Writing

Feed Software, technology, sysadmin war stories, and more.

Wednesday, July 18, 2012

Who am I and what do I do?

One of the toughest questions I encounter in day to day life probably sounds simple on the surface: what do you do? Basically, it's what someone says when they wonder what you do for a living. There's also that review on Amazon which says I don't convey who I am or what I do or believe. There are so many ways to answer it, and most of them feel suboptimal for one reason or another.

Maybe this post will help.

There's the generic route, where I say something like "I work with computers". Well, okay, maybe 20 years ago, that meant something. Now, just about anyone who has an office job falls into that bucket. Even the people taking your order at your favorite restaurants can say that truthfully.

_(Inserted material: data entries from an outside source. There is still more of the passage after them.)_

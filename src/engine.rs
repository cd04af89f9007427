//! Decision engine: composes the survival model, sequence tracker, detectors and zone classifier
//!
//! Composition order for one query:
//! 1. base probability from the survival curve
//! 2. multiplicative adjustments (sequence risk, 1/cycle, 1/clustering, detector multipliers)
//! 3. `max(adjusted, floor)` over the highest detector floor
//! 4. clamp to the configured bounds, flagging the result when clamping changed it

use crate::config::EngineConfig;
use crate::detectors::{DetectorContext, DetectorSet, PatternDetector};
use crate::error::ConfigError;
use crate::features::rolling_volatility;
use crate::model::{Calibration, SurvivalModel};
use crate::sequence::{SequenceTracker, SequenceTransition};
use crate::types::{
    Adjustment, AdjustmentSource, ProbabilityResult, RoundObservation, RoundOutcome, Zone,
};
use crate::zones::{ZoneAssessment, ZoneClassifier};
use std::borrow::Cow;
use tracing::debug;

/// One decision request
#[derive(Debug, Clone, Copy)]
pub struct DecisionQuery<'a> {
    pub tick: u32,
    /// Trailing in-round observations, oldest first
    pub observations: &'a [RoundObservation],
    /// Peak value so far; defaults to the highest observed value
    pub peak_value: Option<f64>,
    /// Current volatility; defaults to the latest observation's
    pub volatility: Option<f64>,
    /// Lookahead override; defaults to the configured decision window
    pub window: Option<u32>,
    /// Tick the round first crossed the abrupt-end threshold, if known
    pub peak_crossed_at: Option<u32>,
}

impl<'a> DecisionQuery<'a> {
    pub fn new(tick: u32, observations: &'a [RoundObservation]) -> Self {
        Self {
            tick,
            observations,
            peak_value: None,
            volatility: None,
            window: None,
            peak_crossed_at: None,
        }
    }

    pub fn with_peak(mut self, peak: f64) -> Self {
        self.peak_value = Some(peak);
        self
    }

    pub fn with_volatility(mut self, volatility: f64) -> Self {
        self.volatility = Some(volatility);
        self
    }

    pub fn with_window(mut self, window: u32) -> Self {
        self.window = Some(window);
        self
    }

    pub fn with_peak_crossed_at(mut self, tick: u32) -> Self {
        self.peak_crossed_at = Some(tick);
        self
    }
}

/// Owned engine instance. Independent rounds need independent engines.
pub struct DecisionEngine {
    config: EngineConfig,
    model: SurvivalModel,
    tracker: SequenceTracker,
    detectors: DetectorSet,
    zones: ZoneClassifier,
}

impl DecisionEngine {
    /// Build an engine on the default calibration tables
    pub fn new(config: EngineConfig) -> Result<Self, ConfigError> {
        Self::with_calibration(config, Calibration::default())
    }

    pub fn with_calibration(
        config: EngineConfig,
        calibration: Calibration,
    ) -> Result<Self, ConfigError> {
        config.validate()?;

        let model = SurvivalModel::new(
            calibration,
            config.model.decision_window,
            config.model.probability_cap,
        );
        let tracker = SequenceTracker::new(config.sequence.clone());
        let detectors = DetectorSet::from_config(&config.detectors);
        let zones = ZoneClassifier::new(config.payout_ratio, &config.zones);

        debug!(
            "[Engine] payout {}:1, window {} ticks, {} detectors",
            config.payout_ratio,
            config.model.decision_window,
            detectors.len()
        );

        Ok(Self {
            config,
            model,
            tracker,
            detectors,
            zones,
        })
    }

    pub fn config(&self) -> &EngineConfig {
        &self.config
    }

    pub fn model(&self) -> &SurvivalModel {
        &self.model
    }

    pub fn tracker(&self) -> &SequenceTracker {
        &self.tracker
    }

    pub fn zones(&self) -> &ZoneClassifier {
        &self.zones
    }

    /// Register an extra detector after the built-in ones
    pub fn add_detector<D: PatternDetector + 'static>(&mut self, detector: D) {
        self.detectors.push(detector);
    }

    /// Feed a completed round to the sequence tracker
    pub fn record_round(&mut self, outcome: RoundOutcome) -> SequenceTransition {
        self.tracker.record(outcome)
    }

    /// Probability query over the default decision window
    pub fn compute_probability(
        &self,
        tick: u32,
        recent: &[RoundObservation],
    ) -> ProbabilityResult {
        self.evaluate(&DecisionQuery::new(tick, recent))
    }

    pub fn classify(&self, probability: f64) -> Zone {
        self.zones.classify(probability)
    }

    pub fn assess(&self, probability: f64) -> ZoneAssessment {
        self.zones.assess(probability)
    }

    pub fn evaluate(&self, query: &DecisionQuery<'_>) -> ProbabilityResult {
        let tick = query.tick;
        let window = query.window.unwrap_or(self.model.window());
        let base = self.model.rug_probability_within(tick, window);

        let sequence = self.tracker.adjustment();
        let mut adjustments = vec![
            Adjustment {
                source: AdjustmentSource::SequencePosition,
                multiplier: sequence.risk_multiplier,
            },
            Adjustment {
                source: AdjustmentSource::Cycle,
                multiplier: 1.0 / sequence.cycle_multiplier,
            },
            Adjustment {
                source: AdjustmentSource::Clustering,
                multiplier: 1.0 / sequence.clustering_multiplier,
            },
        ];

        let observations = with_volatility(query.observations);
        let peak_value = query.peak_value.unwrap_or_else(|| {
            observations.iter().map(|o| o.value).fold(0.0, f64::max)
        });
        let ctx = DetectorContext {
            window: &*observations,
            tick,
            peak_value,
            volatility: query.volatility,
            peak_crossed_at: query.peak_crossed_at,
        };
        let detected = self.detectors.evaluate(&ctx);
        adjustments.extend(detected.multipliers.iter().copied());

        let adjusted = base * adjustments.iter().map(|a| a.multiplier).product::<f64>();
        let floored = match detected.floor {
            Some(floor) => adjusted.max(floor.floor),
            None => adjusted,
        };

        let bounds = &self.config.model;
        let final_probability = floored.clamp(bounds.min_probability, bounds.max_probability);
        let clamped = final_probability != floored;
        if clamped {
            debug!(
                "[Engine] tick {}: probability {:.4} clamped to {:.4}",
                tick, floored, final_probability
            );
        }

        let zone = self.zones.classify(final_probability);
        let long_round_probability = (self.model.long_round_probability(tick)
            * sequence.long_round_multiplier())
        .clamp(0.0, 1.0);

        debug!(
            "[Engine] tick {}: base {:.4} adjusted {:.4} final {:.4} -> {}",
            tick, base, adjusted, final_probability, zone
        );

        ProbabilityResult {
            tick,
            window,
            base_probability: base,
            adjustments,
            adjusted_probability: adjusted,
            floor: detected.floor,
            final_probability,
            clamped,
            zone,
            expected_value: self.zones.expected_value(final_probability),
            long_round_probability,
            risk_multiplier: sequence.risk_multiplier,
        }
    }
}

/// Fill missing volatility readings from the value series
fn with_volatility(observations: &[RoundObservation]) -> Cow<'_, [RoundObservation]> {
    if observations.iter().all(|o| o.volatility.is_some()) {
        return Cow::Borrowed(observations);
    }

    let values: Vec<f64> = observations.iter().map(|o| o.value).collect();
    let filled = observations
        .iter()
        .enumerate()
        .map(|(i, o)| match o.volatility {
            Some(_) => o.clone(),
            None => o.clone().with_volatility(rolling_volatility(&values[..=i])),
        })
        .collect();
    Cow::Owned(filled)
}

#[cfg(test)]
mod tests {
    use super::*;
    use crate::detectors::{DetectorContext, Signal};

    fn engine() -> DecisionEngine {
        DecisionEngine::new(EngineConfig::default()).unwrap()
    }

    fn observations(values: &[f64], last_tick: u32) -> Vec<RoundObservation> {
        let first = last_tick + 1 - values.len() as u32;
        values
            .iter()
            .enumerate()
            .map(|(i, &v)| RoundObservation::new(first + i as u32, v))
            .collect()
    }

    #[test]
    fn test_presale_probability() {
        let e = engine();
        let r = e.compute_probability(0, &[]);
        assert!((r.base_probability - 0.15).abs() < 1e-9);
        assert!((r.final_probability - 0.15).abs() < 1e-9);
        assert!((r.combined_multiplier() - 1.0).abs() < 1e-12);
        assert!(!r.clamped);
        assert!(r.floor.is_none());
    }

    #[test]
    fn test_late_round_is_certainty() {
        let e = engine();
        let r = e.compute_probability(500, &[]);
        assert!(r.final_probability >= 0.90);
        assert_eq!(r.zone, Zone::Certainty);
        assert!(r.expected_value > 0.0);
    }

    #[test]
    fn test_sequence_position_raises_risk_and_clamps() {
        let mut e = engine();
        e.record_round(RoundOutcome::new(520, 6.0));
        e.record_round(RoundOutcome::new(40, 1.3));
        e.record_round(RoundOutcome::new(25, 1.1));
        assert_eq!(e.tracker().position(), 2);

        let r = e.compute_probability(500, &[]);
        assert_eq!(r.adjustment(AdjustmentSource::SequencePosition), Some(1.30));
        // Early in the gap the cycle dampens long rounds, so the rug side is amplified
        assert!(r.adjustment(AdjustmentSource::Cycle).unwrap() > 1.0);
        assert!(r.clamped);
        assert!((r.final_probability - 0.98).abs() < 1e-12);
        assert!((r.risk_multiplier - 1.30).abs() < 1e-12);
    }

    #[test]
    fn test_lower_bound_is_flagged() {
        let mut config = EngineConfig::default();
        config.model.min_probability = 0.2;
        let e = DecisionEngine::new(config).unwrap();
        let r = e.compute_probability(0, &[]);
        assert!(r.clamped);
        assert!((r.final_probability - 0.2).abs() < 1e-12);
    }

    #[test]
    fn test_abrupt_end_floor() {
        let e = engine();
        let obs = observations(&[20.0, 35.0, 48.0, 52.0, 61.0], 200);
        let r = e.compute_probability(200, &obs);
        let floor = r.floor.unwrap();
        assert_eq!(floor.source, AdjustmentSource::AbruptEnd);
        assert!(r.adjusted_probability < 0.84);
        assert!((r.final_probability - 0.84).abs() < 1e-12);
        assert_eq!(r.zone, Zone::Certainty);
    }

    #[test]
    fn test_abrupt_end_floor_uses_supplied_crossing() {
        let e = engine();
        let obs = observations(&[60.0; 30], 400);
        let stale = e.evaluate(&DecisionQuery::new(400, &obs));
        assert!(stale.floor.map(|f| f.source) != Some(AdjustmentSource::AbruptEnd));

        let recent = e.evaluate(&DecisionQuery::new(400, &obs).with_peak_crossed_at(390));
        assert_eq!(recent.floor.unwrap().source, AdjustmentSource::AbruptEnd);
        assert!(recent.final_probability >= 0.84);
    }

    #[test]
    fn test_missing_volatility_is_derived() {
        let e = engine();
        let mut values = Vec::new();
        let mut v = 1.0;
        for i in 0..19 {
            v += if i % 2 == 0 { 0.01 } else { 0.02 };
            values.push(v);
        }
        values.push(v + 0.5);
        let obs = observations(&values, 200);

        let r = e.compute_probability(200, &obs);
        let floor = r.floor.unwrap();
        assert_eq!(floor.source, AdjustmentSource::VolatilitySpike);
        assert!((r.final_probability - 0.78).abs() < 1e-12);
    }

    #[test]
    fn test_window_override() {
        let e = engine();
        let short = e.evaluate(&DecisionQuery::new(200, &[]).with_window(10));
        let long = e.evaluate(&DecisionQuery::new(200, &[]).with_window(80));
        assert_eq!(short.window, 10);
        assert!(short.base_probability < long.base_probability);
    }

    #[test]
    fn test_engines_are_independent() {
        let mut a = engine();
        let b = engine();
        a.record_round(RoundOutcome::new(700, 12.0));
        a.record_round(RoundOutcome::new(30, 1.0));
        assert_eq!(a.tracker().position(), 1);
        assert_eq!(b.tracker().position(), 0);
        assert!(a.compute_probability(300, &[]).final_probability
            > b.compute_probability(300, &[]).final_probability);
    }

    #[test]
    fn test_custom_detector_multiplier() {
        struct Doubler;
        impl PatternDetector for Doubler {
            fn detect(&self, _ctx: &DetectorContext<'_>) -> Signal {
                Signal::Multiplier {
                    factor: 2.0,
                    confidence: 1.0,
                }
            }
            fn source(&self) -> AdjustmentSource {
                AdjustmentSource::Plateau
            }
            fn name(&self) -> &'static str {
                "doubler"
            }
        }

        let mut e = engine();
        let before = e.compute_probability(150, &[]).final_probability;
        e.add_detector(Doubler);
        let after = e.compute_probability(150, &[]).final_probability;
        assert!((after - 2.0 * before).abs() < 1e-9);
    }

    #[test]
    fn test_long_round_probability_follows_sequence() {
        let mut e = engine();
        let neutral = e.compute_probability(450, &[]).long_round_probability;
        e.record_round(RoundOutcome::new(510, 5.0));
        e.record_round(RoundOutcome::new(20, 1.0));
        e.record_round(RoundOutcome::new(20, 1.0));
        let after = e.compute_probability(450, &[]).long_round_probability;
        assert!(after < neutral);
        assert!((0.0..=1.0).contains(&after));
    }
}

I could go a little more specific than that and add something which implies that I actually do things which involve the actual care and feeding of these computers, rather than just being a user. Then I might say something like "I'm a programmer" or "I write programs". Both of those are true, but they also strike me as being rather generic. I mean, lots of people do that sort of thing, especially here in the valley. Saying "software engineer" wouldn't help. You can't throw a rock around here without hitting two or three people with that title.

Going beyond that, there's the "I'm a systems administrator" angle, and that starts adding a little more detail. Not too many people seem to describe themselves that way, possibly because of the stereotype of being brainless NOC monkeys: lashed to a pager and acting as "remote hands" for the real brains who are far away. There's also that tendency to slot such people below so-called software engineers in the valley's caste system.

Even if I said all three of these at once, it still wouldn't capture what I actually do. I mean, how do you explain that you're the sort of person who dives into a completely unfamiliar environment, migrates it between two APIs you've never seen before, and makes a pile of parts spit out useful data in 24 hours?

I was at a civic groundbreaking event not too long ago, and tried to convey this as "... building the full stack, from the hardware and cabling at the bottom to the web site interface at the top". I just got a polite smile from the person I had been talking to. Obviously, that description did not connect with him.

I've tried the "outcome" approach too, where I say something like "I made something which lets you log, record, and replay radio traffic later through a nice web interface". That tends to get a conversation started, but it also misses so much of the other things I do. I mean, it's a long way from wrangling gnuradio and SmartNet data to talking about casting off the shackles of Makefiles!

How can you express both of them at the same time without blathering on and on forever? As far as I can tell, you can't. A polite conversation switches directions after short intervals, so droning on about anything, particularly yourself, is just dumb.

Even with all of this, I've only managed to cover the actual hands-on technical nerdery which is in my life. What about all of the meta stuff, like writing? Over the past year or so that this site has been up, I've churned out at least a post every day, to the tune of over 325,000 words, or 1.9 MB if you prefer. That would be way more than your average novel, and indeed, I rolled up a good chunk of that in my book.

Then there's the whole training thing. People need to do something they've never done before, like redesigning their office network to chop things into new subnets and VLANs. They've never heard of 802.1q tagging before. Well, that's where I come in.

Maybe the problem isn't one of training but rather troubleshooting. Sometimes I act as a stuffed animal level one support tech, but more often than not I have some kind of suggestion to share, because deep down, these systems are really all based on the same fundamentals.

So which is it? Software? Hardware? Administration? Architecture? Training? Troubleshooting? Documentation? Analysis and narrative? User support? History and nostalgia?

How about yes to all of them?

So what about beliefs? Basically, I can deal with the nuts and bolts, the bits and bytes, and all of that, but not at the expense of interfacing with real people. Everyone gets a fair shake by default. The only people who wind up being labeled as ramrods or bozos are those who have gone to great lengths to actually earn it.

I believe that lying is one of the worst things anyone can do. The things which really rile me up from a bunch of my stories is when someone claims to know something when they don't. It's not even that they just picked it up incorrectly. Oh no. They actually have no idea, but cannot admit it, so they just make stuff up.

It's okay to not know something, assuming you aren't making a business out of claiming that you do know it. That's just another lie.

That's my attempt at explicitly listing the things which are woven throughout these posts. I hope this helps.